Work instruction: Two lines below mark the span: the one containing "pub fn merge(&mut" and the one containing "pub fn merge_snapshot(&mut". Set down both, plus every line between, exactly as they stand, and nothing else.

Saved data entries:
-------

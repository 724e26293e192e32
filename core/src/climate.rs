//! External climate data: the adapter seam and the snapshot it feeds.
//!
//! The remote data client is an external collaborator. The core only
//! needs the four readings below and treats every failed call as
//! "no update this cycle": the last-known reading is kept.
//!
//! RULE: refresh results are merged into `GameState.environmental_snapshot`
//! field by field. A completed fetch never replaces the whole state, so a
//! late completion cannot clobber resources changed by an intervening turn.
//! Last completed merge wins.

use crate::{error::FetchError, state::GameState, types::Year};
use chrono::{DateTime, Duration, Utc};
use serde::{Deserialize, Serialize};

#[derive(Debug, Clone, PartialEq, Serialize, Deserialize)]
pub struct SeaLevelReading {
    /// Metres above the 1993 baseline.
    pub current_rise: f64,
    /// Millimetres per year.
    pub trend:        f64,
    pub source:       String,
}

#[derive(Debug, Clone, PartialEq, Serialize, Deserialize)]
pub struct TemperatureReading {
    /// Degrees C above the pre-industrial mean.
    pub anomaly: f64,
    /// Degrees C per decade.
    pub trend:   f64,
}

#[derive(Debug, Clone, PartialEq, Serialize, Deserialize)]
pub struct Co2Reading {
    /// Parts per million.
    pub level: f64,
    pub trend: f64,
}

/// A real-world event reported by the data provider.
#[derive(Debug, Clone, PartialEq, Serialize, Deserialize)]
pub struct ClimateEventReport {
    pub title:     String,
    pub kind:      String,
    /// Severity in [0, 1].
    pub magnitude: f64,
    pub date:      DateTime<Utc>,
}

/// Last-known external trend data.
#[derive(Debug, Clone, Default, PartialEq, Serialize, Deserialize)]
pub struct EnvironmentalSnapshot {
    #[serde(default)]
    pub sea_level:     Option<SeaLevelReading>,
    #[serde(default)]
    pub temperature:   Option<TemperatureReading>,
    #[serde(default)]
    pub co2:           Option<Co2Reading>,
    #[serde(default)]
    pub recent_events: Vec<ClimateEventReport>,
    #[serde(default)]
    pub last_updated:  Option<DateTime<Utc>>,
}

/// The result of one refresh cycle. `None` means "no update".
#[derive(Debug, Clone, Default, PartialEq)]
pub struct SnapshotUpdate {
    pub sea_level:     Option<SeaLevelReading>,
    pub temperature:   Option<TemperatureReading>,
    pub co2:           Option<Co2Reading>,
    pub recent_events: Option<Vec<ClimateEventReport>>,
    pub completed_at:  DateTime<Utc>,
}

impl SnapshotUpdate {
    pub fn is_empty(&self) -> bool {
        self.sea_level.is_none()
            && self.temperature.is_none()
            && self.co2.is_none()
            && self.recent_events.is_none()
    }
}

impl EnvironmentalSnapshot {
    /// Fold a completed update in. Fields the update lacks keep their
    /// last-known value.
    pub fn merge(&mut self, update: SnapshotUpdate) {
        if update.is_empty() {
            return;
        }
        if let Some(v) = update.sea_level     { self.sea_level = Some(v); }
        if let Some(v) = update.temperature   { self.temperature = Some(v); }
        if let Some(v) = update.co2           { self.co2 = Some(v); }
        if let Some(v) = update.recent_events { self.recent_events = v; }
        self.last_updated = Some(update.completed_at);
    }
}

impl GameState {
    /// Merge a completed refresh into the live snapshot.
    pub fn merge_snapshot(&mut self, update: SnapshotUpdate) {
        if update.is_empty() {
            return;
        }
        self.environmental_snapshot
            .get_or_insert_with(EnvironmentalSnapshot::default)
            .merge(update);
    }
}

/// The remote data provider. Every call may fail independently.
pub trait ClimateDataSource {
    fn name(&self) -> &str;
    fn fetch_sea_level(&mut self) -> Result<SeaLevelReading, FetchError>;
    fn fetch_temperature(&mut self) -> Result<TemperatureReading, FetchError>;
    fn fetch_co2(&mut self) -> Result<Co2Reading, FetchError>;
    fn fetch_recent_events(&mut self, limit: usize) -> Result<Vec<ClimateEventReport>, FetchError>;
}

/// What one refresh cycle managed to fetch.
#[derive(Debug, Clone, Default)]
pub struct RefreshReport {
    pub updated:  Vec<&'static str>,
    pub failures: Vec<FetchError>,
}

/// Query every reading once. Failures are logged and reported, never raised.
pub fn fetch_update(source: &mut dyn ClimateDataSource, event_limit: usize) -> (SnapshotUpdate, RefreshReport) {
    let mut report = RefreshReport::default();
    let mut update = SnapshotUpdate {
        completed_at: Utc::now(),
        ..SnapshotUpdate::default()
    };

    update.sea_level = keep(source.fetch_sea_level(), "sea_level", &mut report);
    update.temperature = keep(source.fetch_temperature(), "temperature", &mut report);
    update.co2 = keep(source.fetch_co2(), "co2", &mut report);
    update.recent_events = keep(source.fetch_recent_events(event_limit), "recent_events", &mut report);

    (update, report)
}

fn keep<T>(result: Result<T, FetchError>, field: &'static str, report: &mut RefreshReport) -> Option<T> {
    match result {
        Ok(value) => {
            report.updated.push(field);
            Some(value)
        }
        Err(e) => {
            log::warn!("climate refresh: keeping last-known {field}: {e}");
            report.failures.push(e);
            None
        }
    }
}

/// Fetch and merge in one step, for hosts without an async runtime.
pub fn refresh_snapshot(
    state:       &mut GameState,
    source:      &mut dyn ClimateDataSource,
    event_limit: usize,
) -> RefreshReport {
    let (update, report) = fetch_update(source, event_limit);
    state.merge_snapshot(update);
    log::debug!(
        "climate refresh from {}: {} updated, {} failed",
        source.name(), report.updated.len(), report.failures.len()
    );
    report
}

/// Offline provider serving fixed reference figures. Used when no
/// remote client is configured and as the runner's default.
#[derive(Debug, Clone, Default)]
pub struct FallbackClimateData;

impl ClimateDataSource for FallbackClimateData {
    fn name(&self) -> &str { "fallback" }

    fn fetch_sea_level(&mut self) -> Result<SeaLevelReading, FetchError> {
        Ok(SeaLevelReading {
            current_rise: 0.08,
            trend:        3.4,
            source:       "satellite altimetry (fallback)".into(),
        })
    }

    fn fetch_temperature(&mut self) -> Result<TemperatureReading, FetchError> {
        Ok(TemperatureReading { anomaly: 1.1, trend: 0.02 })
    }

    fn fetch_co2(&mut self) -> Result<Co2Reading, FetchError> {
        Ok(Co2Reading { level: 420.0, trend: 2.5 })
    }

    fn fetch_recent_events(&mut self, limit: usize) -> Result<Vec<ClimateEventReport>, FetchError> {
        let now = Utc::now();
        let events = vec![
            ClimateEventReport {
                title:     "Sea Level Rise - Global Trend".into(),
                kind:      "Sea Level".into(),
                magnitude: 0.8,
                date:      now,
            },
            ClimateEventReport {
                title:     "Extreme Weather Events".into(),
                kind:      "Severe Storms".into(),
                magnitude: 0.6,
                date:      now - Duration::days(2),
            },
        ];
        Ok(events
            .into_iter()
            .filter(|e| e.magnitude > MIN_REPORTED_MAGNITUDE)
            .take(limit)
            .collect())
    }
}

/// Events at or below this magnitude are noise and not reported.
pub const MIN_REPORTED_MAGNITUDE: f64 = 0.3;

struct Cached<T> {
    value:      T,
    fetched_at: DateTime<Utc>,
}

/// Holds each successful reading for `ttl` before asking the inner source again.
pub struct CachedClimateData<S: ClimateDataSource> {
    inner:       S,
    ttl:         Duration,
    sea_level:   Option<Cached<SeaLevelReading>>,
    temperature: Option<Cached<TemperatureReading>>,
    co2:         Option<Cached<Co2Reading>>,
    events:      Option<(usize, Cached<Vec<ClimateEventReport>>)>,
}

pub const DEFAULT_CACHE_TTL_MINUTES: i64 = 30;

impl<S: ClimateDataSource> CachedClimateData<S> {
    pub fn new(inner: S) -> Self {
        Self::with_ttl(inner, Duration::minutes(DEFAULT_CACHE_TTL_MINUTES))
    }

    pub fn with_ttl(inner: S, ttl: Duration) -> Self {
        Self {
            inner,
            ttl,
            sea_level: None,
            temperature: None,
            co2: None,
            events: None,
        }
    }

    pub fn inner(&self) -> &S {
        &self.inner
    }

    fn fresh<T: Clone>(&self, entry: &Option<Cached<T>>) -> Option<T> {
        entry
            .as_ref()
            .filter(|c| Utc::now() - c.fetched_at < self.ttl)
            .map(|c| c.value.clone())
    }
}

fn cache<T: Clone>(slot: &mut Option<Cached<T>>, value: &T) {
    *slot = Some(Cached { value: value.clone(), fetched_at: Utc::now() });
}

impl<S: ClimateDataSource> ClimateDataSource for CachedClimateData<S> {
    fn name(&self) -> &str { self.inner.name() }

    fn fetch_sea_level(&mut self) -> Result<SeaLevelReading, FetchError> {
        if let Some(v) = self.fresh(&self.sea_level) {
            return Ok(v);
        }
        let v = self.inner.fetch_sea_level()?;
        cache(&mut self.sea_level, &v);
        Ok(v)
    }

    fn fetch_temperature(&mut self) -> Result<TemperatureReading, FetchError> {
        if let Some(v) = self.fresh(&self.temperature) {
            return Ok(v);
        }
        let v = self.inner.fetch_temperature()?;
        cache(&mut self.temperature, &v);
        Ok(v)
    }

    fn fetch_co2(&mut self) -> Result<Co2Reading, FetchError> {
        if let Some(v) = self.fresh(&self.co2) {
            return Ok(v);
        }
        let v = self.inner.fetch_co2()?;
        cache(&mut self.co2, &v);
        Ok(v)
    }

    fn fetch_recent_events(&mut self, limit: usize) -> Result<Vec<ClimateEventReport>, FetchError> {
        // Cached per limit, a different limit refetches.
        if let Some((cached_limit, entry)) = &self.events {
            if *cached_limit == limit && Utc::now() - entry.fetched_at < self.ttl {
                return Ok(entry.value.clone());
            }
        }
        let v = self.inner.fetch_recent_events(limit)?;
        self.events = Some((limit, Cached { value: v.clone(), fetched_at: Utc::now() }));
        Ok(v)
    }
}

/// Projected sea-level table used when no external reading is available.
const SEA_LEVEL_TABLE: &[(Year, f64)] = &[
    (2020, 0.00), (2025, 0.02), (2030, 0.05), (2035, 0.08),
    (2040, 0.12), (2045, 0.16), (2050, 0.20), (2055, 0.25),
    (2060, 0.30), (2070, 0.40), (2080, 0.55), (2090, 0.70),
    (2100, 0.85),
];

/// Sea-level rise in metres for the state's current year.
///
/// With a reading: `current_rise + (year - reference_year) * trend / 1000`.
/// Without one: the last table row at or before the year.
pub fn projected_sea_level(state: &GameState, reference_year: Year) -> f64 {
    if let Some(reading) = state
        .environmental_snapshot
        .as_ref()
        .and_then(|s| s.sea_level.as_ref())
    {
        let years_ahead = f64::from(state.current_year - reference_year);
        return reading.current_rise + years_ahead * (reading.trend / 1000.0);
    }
    SEA_LEVEL_TABLE
        .iter()
        .rev()
        .find(|(year, _)| state.current_year >= *year)
        .map(|(_, rise)| *rise)
        .unwrap_or(0.0)
}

-------

Result of the exercise:
    pub fn merge(&mut self, update: SnapshotUpdate) {
        if update.is_empty() {
            return;
        }
        if let Some(v) = update.sea_level     { self.sea_level = Some(v); }
        if let Some(v) = update.temperature   { self.temperature = Some(v); }
        if let Some(v) = update.co2           { self.co2 = Some(v); }
        if let Some(v) = update.recent_events { self.recent_events = v; }
        self.last_updated = Some(update.completed_at);
    }
}

impl GameState {
    /// Merge a completed refresh into the live snapshot.
    pub fn merge_snapshot(&mut self, update: SnapshotUpdate) {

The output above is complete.